Roth highlighted the results of a test his office conducted in November 2012 to determine whether DHS components – which include the Secret Service, the Transportation Security Administration and the Federal Emergency Management Agency – could talk to each other on the radio in the event of an attack or other emergency.

Of a 479-person sampling of DHS radio users, only one could access and use the specified common channel to communicate, according to the Office of the Inspector General report.

“In other words, DHS had a failure rate of 99.8 percent,” Roth said. “Seventy-two percent of users didn’t even know of the existence of a common channel, and the remainder just couldn’t find it.”

What’s more, only 20 percent of the radios tested were set up properly to access the common channel.

These DHS radio systems allow receiving and sharing of information that is crucial for both operational awareness and personnel safety.
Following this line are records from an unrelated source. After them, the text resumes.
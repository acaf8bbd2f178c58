// FDA Adverse Event Intelligence - terminal dashboard
//
// Triggers a remote multi-source analysis workflow (FDA adverse events,
// PubMed literature, patient forums) and presents the AI-scored records.
//
// Architecture:
// - Trigger (reqwest): one webhook POST per analysis, plus a health probe
// - Normalize: folds the workflow's reply shapes into one record list
// - Session: idle / processing / completed state machine
// - Report: severity metrics, alerts, summary text, CSV/JSON exports
// - TUI (ratatui): dashboard with tabs, charts and a logs panel
// - Headless: `run` and `health` subcommands for scripts and CI

mod cli;
mod config;
mod headless;
mod logging;
mod normalize;
mod report;
mod session;
mod startup;
mod trigger;
mod tui;
mod util;

use anyhow::Result;
use clap::Parser;
use cli::{Cli, Commands, Mode};
use config::{Config, LogRotation};
use logging::{LogBuffer, TuiLogLayer};
use trigger::mock::{MockReply, MockWorkflow, DEMO_RECORD_DELAY};
use trigger::DEFAULT_WEBHOOK_PATH;
use tracing_subscriber::{layer::SubscriberExt, util::SubscriberInitExt, EnvFilter};

/// Set up tracing for the chosen mode
///
/// TUI mode captures logs into the buffer (writing to the terminal would garble
/// the display); other modes write to stderr so stdout stays clean for reports.
/// The returned guard must live until exit so the file writer flushes.
fn init_logging(
    config: &Config,
    log_buffer: &LogBuffer,
) -> Option<tracing_appender::non_blocking::WorkerGuard> {
    // Precedence: RUST_LOG env var > config file > default "info"
    let default_filter = format!("adverse_intel={}", config.logging.level);
    let filter = EnvFilter::try_from_default_env().unwrap_or_else(|_| default_filter.into());

    let tui_layer = config
        .enable_tui
        .then(|| TuiLogLayer::new(log_buffer.clone()));
    let stderr_layer = (!config.enable_tui)
        .then(|| tracing_subscriber::fmt::layer().with_writer(std::io::stderr));

    let (file_layer, guard) = if config.logging.file_enabled {
        match std::fs::create_dir_all(&config.logging.file_dir) {
            Ok(()) => {
                let dir = &config.logging.file_dir;
                let prefix = &config.logging.file_prefix;
                let file_appender = match config.logging.file_rotation {
                    LogRotation::Hourly => tracing_appender::rolling::hourly(dir, prefix),
                    LogRotation::Daily => tracing_appender::rolling::daily(dir, prefix),
                    LogRotation::Never => tracing_appender::rolling::never(dir, prefix),
                };

                // Writes happen on a background thread
                let (non_blocking, guard) = tracing_appender::non_blocking(file_appender);

                // JSON for structured log parsing
                let layer = tracing_subscriber::fmt::layer()
                    .json()
                    .with_writer(non_blocking)
                    .with_ansi(false);
                (Some(layer), Some(guard))
            }
            Err(e) => {
                eprintln!(
                    "Warning: Could not create log directory {:?}: {}",
                    config.logging.file_dir, e
                );
                (None, None)
            }
        }
    } else {
        (None, None)
    };

    tracing_subscriber::registry()
        .with(filter)
        .with(tui_layer)
        .with(stderr_layer)
        .with(file_layer)
        .init();

    guard
}

#[tokio::main]
async fn main() -> Result<()> {
    let cli = Cli::parse();

    // Config subcommands never start logging or the dashboard
    if let Some(Commands::Config { show, path, reset }) = &cli.command {
        cli::handle_config(*show, *path, *reset);
        return Ok(());
    }

    // Ensure config template exists (helps users discover options)
    Config::ensure_config_exists();

    let mut config = Config::from_env();
    cli.apply(&mut config);

    let log_buffer = LogBuffer::new();
    let file_guard = init_logging(&config, &log_buffer);

    // Demo mode: answer the webhook locally
    let mock = if config.demo_mode {
        let mock = MockWorkflow::spawn_with_delay(MockReply::Records, DEMO_RECORD_DELAY).await?;
        config.base_url = mock.base_url();
        config.webhook_path = DEFAULT_WEBHOOK_PATH.to_string();
        tracing::info!("Running in DEMO MODE against {}", config.base_url);
        Some(mock)
    } else {
        None
    };

    let mut failed = false;
    match cli.mode(&config) {
        Mode::Analyze { write_files } => {
            let mut stdout = std::io::stdout();
            if let Err(e) = headless::run_analysis(&config, write_files, &mut stdout).await {
                tracing::error!("Analysis failed: {:#}", e);
                failed = true;
            }
        }
        Mode::Health => {
            let mut stdout = std::io::stdout();
            match headless::check_health(&config, &mut stdout).await {
                Ok(status) => failed = status != trigger::HealthStatus::Online,
                Err(e) => {
                    tracing::error!("Health check failed: {:#}", e);
                    failed = true;
                }
            }
        }
        Mode::Dashboard => {
            startup::print_startup(&config);
            startup::log_startup(&config);

            tracing::info!("Starting TUI");
            if let Err(e) = tui::run_tui(log_buffer, config).await {
                tracing::error!("TUI error: {:?}", e);
                failed = true;
            }
        }
    }

    if let Some(mock) = mock {
        mock.shutdown().await;
    }

    tracing::debug!("Shutdown complete");
    if failed {
        // exit() skips destructors; flush the file writer first
        drop(file_guard);
        std::process::exit(1);
    }
    Ok(())
}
Since 2003, DHS has invested $430 million to meet communication needs for about 123,000 field users, according to the inspector general’s report.

The department did not establish an effective governing structure with the authority and responsibility to ensure it achieved department-wide, interoperable radio communications, Roth said in his written testimony to the committee.

“And as we sit here today, the department’s plans to do so are still a work in progress,” he said, referring to the department postponing from April to September the date for a finalized department plan to resolve the problem.

DHS Deputy Secretary Alejandro Mayorkas defended his department’s employees, saying they are not willfully ignoring agency procedures.

“It’s rather an issue of putting structures in place that drive everyone in the same direction and to ensure disciplined and rigorous adherence to best practices,” he said, adding that he and DHS Secretary Jeh Johnson are ultimately responsible.

A DHS official said the department couldn’t comment further on the reasons for not achieving this major department goal or the timeline for resolving the issue.